# Regularization
---
Regularization helps to prevent model from overfitting by adding an extra penalization term at the end of the loss function.

$$J = -\frac{1}{m} \sum\limits_{i = 1}^{m} \large{(}\small  y^{(i)}\log\left(a^{[L](i)}\right) + (1-y^{(i)})\log\left(1- a^{[L](i)}\right) \large{)} \tag{1}$$
To:
$$J_{regularized} = \small \underbrace{-\frac{1}{m} \sum\limits_{i = 1}^{m} \large{(}\small y^{(i)}\log\left(a^{[L](i)}\right) + (1-y^{(i)})\log\left(1- a^{[L](i)}\right) \large{)} }_\text{cross-entropy cost} + \underbrace{\frac{1}{m} \frac{\lambda}{2} \sum\limits_l\sum\limits_k\sum\limits_j W_{k,j}^{[l]2} }_\text{L2 regularization cost} \tag{2}$$

Where $m$ is the batch size. The shown regularization is called `L2 regularization`, where `L2` applies square to weights, `L1 regularization` applies absolute value, which has the form of $|W|$.

The appended extra term would enlarge the loss when either there are too many weights or the weight becomes too large, and the adjustable factor $\lambda$ emphasis on how much we want to penalize on the weights.

_**1. Why penalizing weights would help to prevent overfitting?**_

An intuitive understanding would be that in the process of minimizing the new loss function, some of the weights would decrease close to zero so that the corresponding neurons would have very small effect to our results, as if we are training on a smaller neural network with fewer neurons.

# Forward
---
In the forward process, we need only to change the loss function. let's review the cost function we've built in `deepNN`.

In [1]:
import numpy as np
from model import deepNN

In [2]:
model = deepNN([2, 4, 1])

In [3]:
A = np.array([[.3, .5, .7]])
Y = np.array([[1, 1, 1]])

loss = model.compute_cost(A, Y)
print(f'loss: {loss}')

loss: 0.7512649762748712


In [13]:
def compute_loss(A, Y, parameters, reg=True, lambd=.2):
    """
    With L2 regularization
    parameters: dict with 'W1', 'b1', 'W2', ...
    """
    assert A.shape == Y.shape
    n_layer = len(parameters)//2
    m = A.shape[1]
    s = np.dot(Y, np.log(A.T)) + np.dot(1-Y, np.log((1 - A).T))
    loss = -s/m
    if reg:
        p = 0
        for i in range(1, n_layer+1):
            p += np.sum(np.square(parameters['W'+str(i)]))
        loss += (1/m)*(lambd/2)*p
    return np.squeeze(loss)

In [6]:
model.weights_init()
model.params

{'W1': array([[ 0.00224882, -0.00683036],
        [-0.0155842 ,  0.00439355],
        [ 0.0026745 ,  0.00287223],
        [-0.00977243,  0.00515391]]),
 'b1': array([[0.],
        [0.],
        [0.],
        [0.]]),
 'W2': array([[-0.02002206,  0.00227708,  0.00470624,  0.00502016]]),
 'b2': array([[0.]])}

In [14]:
loss = compute_loss(A, Y, model.params)
print(f'loss: {loss}')

loss: 0.7512951351356093


# Backward
---
The backward propagation of `L2 reglularization` is actually straight forward, we only need to add the gradient of the L2 term.

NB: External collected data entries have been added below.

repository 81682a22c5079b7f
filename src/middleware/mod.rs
pub mod auth;

pub use auth::AuthUser;
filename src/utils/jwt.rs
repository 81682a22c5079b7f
use jsonwebtoken::{encode, decode, Header, Validation, EncodingKey, DecodingKey, Algorithm};
use serde::{Deserialize, Serialize};
use chrono::{DateTime, Duration, Utc};

use crate::config::AuthConfig;
use crate::error::AppError;
use crate::models::users;

#[derive(Debug, Serialize, Deserialize)]
pub struct Claims {
    pub sub: i32,        // user_id
    pub email: String,
    pub iat: i64,        // date d'émission
    pub exp: i64,        // timestamp d'expiration
}

/// Signe et vérifie les bearer tokens avec la clé HMAC configurée.
/// Les tokens ne sont pas révocables : ils restent valides jusqu'à `exp`.
#[derive(Clone)]
pub struct TokenIssuer {
    encoding_key: EncodingKey,
    decoding_key: DecodingKey,
    algorithm: Algorithm,
    lifetime: Duration,
}

impl TokenIssuer {
    pub fn new(config: &AuthConfig) -> Self {
        Self {
            encoding_key: EncodingKey::from_secret(config.secret_key.as_bytes()),
            decoding_key: DecodingKey::from_secret(config.secret_key.as_bytes()),
            algorithm: config.algorithm,
            lifetime: Duration::minutes(config.access_token_expire_minutes),
        }
    }

    pub fn lifetime(&self) -> Duration {
        self.lifetime
    }

    /// Génère un JWT token pour un utilisateur
    pub fn issue(&self, user: &users::Model) -> Result<String, AppError> {
        self.issue_at(user, Utc::now())
    }

    pub fn issue_at(&self, user: &users::Model, now: DateTime<Utc>) -> Result<String, AppError> {
        let expiration = now
            .checked_add_signed(self.lifetime)
            .ok_or_else(|| AppError::Internal("Failed to calculate expiration".to_string()))?;

        let claims = Claims {
            sub: user.id,
            email: user.email.clone(),
            iat: now.timestamp(),
            exp: expiration.timestamp(),
        };

        encode(&Header::new(self.algorithm), &claims, &self.encoding_key)
            .map_err(|e| AppError::Internal(format!("Failed to generate token: {}", e)))
    }

    /// Vérifie la signature et l'expiration, puis retourne les claims
    pub fn verify(&self, token: &str) -> Result<Claims, AppError> {
        self.verify_at(token, Utc::now())
    }

    pub fn verify_at(&self, token: &str, now: DateTime<Utc>) -> Result<Claims, AppError> {
        // exp est vérifié plus bas contre `now`, sans marge
        let mut validation = Validation::new(self.algorithm);
        validation.validate_exp = false;
        validation.leeway = 0;

        let claims = decode::<Claims>(token, &self.decoding_key, &validation)
            .map(|data| data.claims)
            .map_err(|e| AppError::Unauthorized(format!("Invalid token: {}", e)))?;

        if claims.exp <= now.timestamp() {
            return Err(AppError::Unauthorized("Token has expired".to_string()));
        }

        Ok(claims)
    }
}

#[cfg(test)]
mod tests {
    use super::*;

    fn auth_config(secret: &str, minutes: i64) -> AuthConfig {
        AuthConfig {
            secret_key: secret.to_string(),
            algorithm: Algorithm::HS256,
            access_token_expire_minutes: minutes,
            password_hash_iterations: 1_000,
        }
    }

    fn user() -> users::Model {
        users::Model {
            id: 123,
            email: "test@example.com".to_string(),
            password_hash: String::new(),
            created_at: Utc::now(),
        }
    }

    #[test]
    fn test_generate_and_verify_token() {
        let issuer = TokenIssuer::new(&auth_config("secret", 30));

        let token = issuer.issue(&user()).unwrap();
        let claims = issuer.verify(&token).unwrap();

        assert_eq!(claims.sub, 123);
        assert_eq!(claims.email, "test@example.com");
        assert_eq!(claims.exp - claims.iat, 30 * 60);
    }

    #[test]
    fn test_token_expires_after_lifetime() {
        let issuer = TokenIssuer::new(&auth_config("secret", 30));
        let issued_at = Utc::now();
        let token = issuer.issue_at(&user(), issued_at).unwrap();

        assert!(issuer.verify_at(&token, issued_at + Duration::minutes(1)).is_ok());

        let expired = issuer.verify_at(&token, issued_at + Duration::minutes(31));
        assert!(matches!(expired, Err(AppError::Unauthorized(_))));
    }

    #[test]
    fn test_invalid_token() {
        let issuer = TokenIssuer::new(&auth_config("secret", 30));
        let result = issuer.verify("invalid.token.here");
        assert!(matches!(result, Err(AppError::Unauthorized(_))));
    }

    #[test]
    fn test_token_signed_with_other_secret_is_rejected() {
        let issuer = TokenIssuer::new(&auth_config("secret", 30));
        let other = TokenIssuer::new(&auth_config("another-secret", 30));

        let token = other.issue(&user()).unwrap();
        assert!(matches!(issuer.verify(&token), Err(AppError::Unauthorized(_))));
    }
}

$$ \underbrace{\frac{\partial{J}^{\text{L2 Reg}}}{\partial{W}}}_{\text{new gradient}} = \underbrace{ \frac{\partial{J}^{\text{old}}}{\partial{W}} }_{\text{new gradient}} + \frac{\lambda}{m}|W|$$

In [15]:
def backward(params, cache, X, Y, lambd=0.2):
    """
    params: weight [W, b]
    cache: result [A, Z]
    Y: shape (1, m)
    """
    grad = {}
    n_layers = int(len(params)/2)
    m = Y.shape[1]
    cache['A0'] = X
    
    for l in range(n_layers, 0, -1):
        A, A_prev, Z = cache['A' + str(l)], cache['A' + str(l-1)], cache['Z' + str(l)]
        W = params['W'+str(l)]
        if l == n_layers:
            dA = -np.divide(Y, A) + np.divide(1 - Y, 1 - A)
        
        if l == n_layers:
            dZ = np.multiply(dA, sigmoid_grad(A, Z))
        else:
            dZ = np.multiply(dA, relu_grad(A, Z))
        
        # with an extra gradient at the end, other terms would remain the same
        dW = np.dot(dZ, A_prev.T)/m + (lambd/m)*W
        
        db = np.sum(dZ, axis=1, keepdims=True)/m
        dA = np.dot(W.T, dZ)

        grad['dW'+str(l)] = dW
        grad['db'+str(l)] = db
    
    return grad

# Ensemble

In [36]:
class deepNN:
    def __init__(self, layers):
        self.layers = layers
        self.params = {}
        self.reg = False
        self.lambd = .2
       
    
    def weights_init(self):
        n = len(self.layers)
        for i in range(1, n):
            self.params['W' + str(i)] = np.random.randn(self.layers[i], self.layers[i-1])*0.01
            self.params['b' + str(i)] = np.zeros((self.layers[i], 1))
    
    @staticmethod
    def sigmoid(x):
        return 1/(1 + np.exp(-x))

    @staticmethod
    def relu(x):
        return np.maximum(x, 0)
    
    def compute_loss(self, A, Y):
        """
        With L2 regularization
        """
        assert A.shape == Y.shape
        n_layer = len(self.params)//2
        m = A.shape[1]
        s = np.dot(Y, np.log(A.T)) + np.dot(1-Y, np.log((1 - A).T))
        loss = -s/m
        if self.reg:
            p = 0
            for i in range(1, n_layer+1):
                p += np.sum(np.square(self.params['W'+str(i)]))
            loss += (1/m)*(self.lambd/2)*p
        return np.squeeze(loss)
    
    @staticmethod
    def sigmoid_grad(A, Z):
        grad = np.multiply(A, 1-A)
        return grad

    @staticmethod
    def relu_grad(A, Z):
        grad = np.zeros(Z.shape)
        grad[Z>0] = 1
        return grad
    
    
    def forward(self, X):
        # intermediate layer use relu as activation
        # last layer use sigmoid
        n_layers = int(len(self.params)/2)
        A = X
        cache = {}
        for i in range(1, n_layers):
            W, b = self.params['W'+str(i)], self.params['b'+str(i)]
            Z = np.dot(W, A) + b
            A = self.relu(Z)
            cache['Z'+str(i)] = Z
            cache['A'+str(i)] = A

        # last layer
        W, b = self.params['W'+str(i+1)], self.params['b'+str(i+1)]
        Z = np.dot(W, A) + b
        A = self.sigmoid(Z)
        cache['Z'+str(i+1)] = Z
        cache['A'+str(i+1)] = A

        return cache, A
    
    def backward(self, cache, X, Y):
        """
        cache: result [A, Z]
        Y: shape (1, m)
        """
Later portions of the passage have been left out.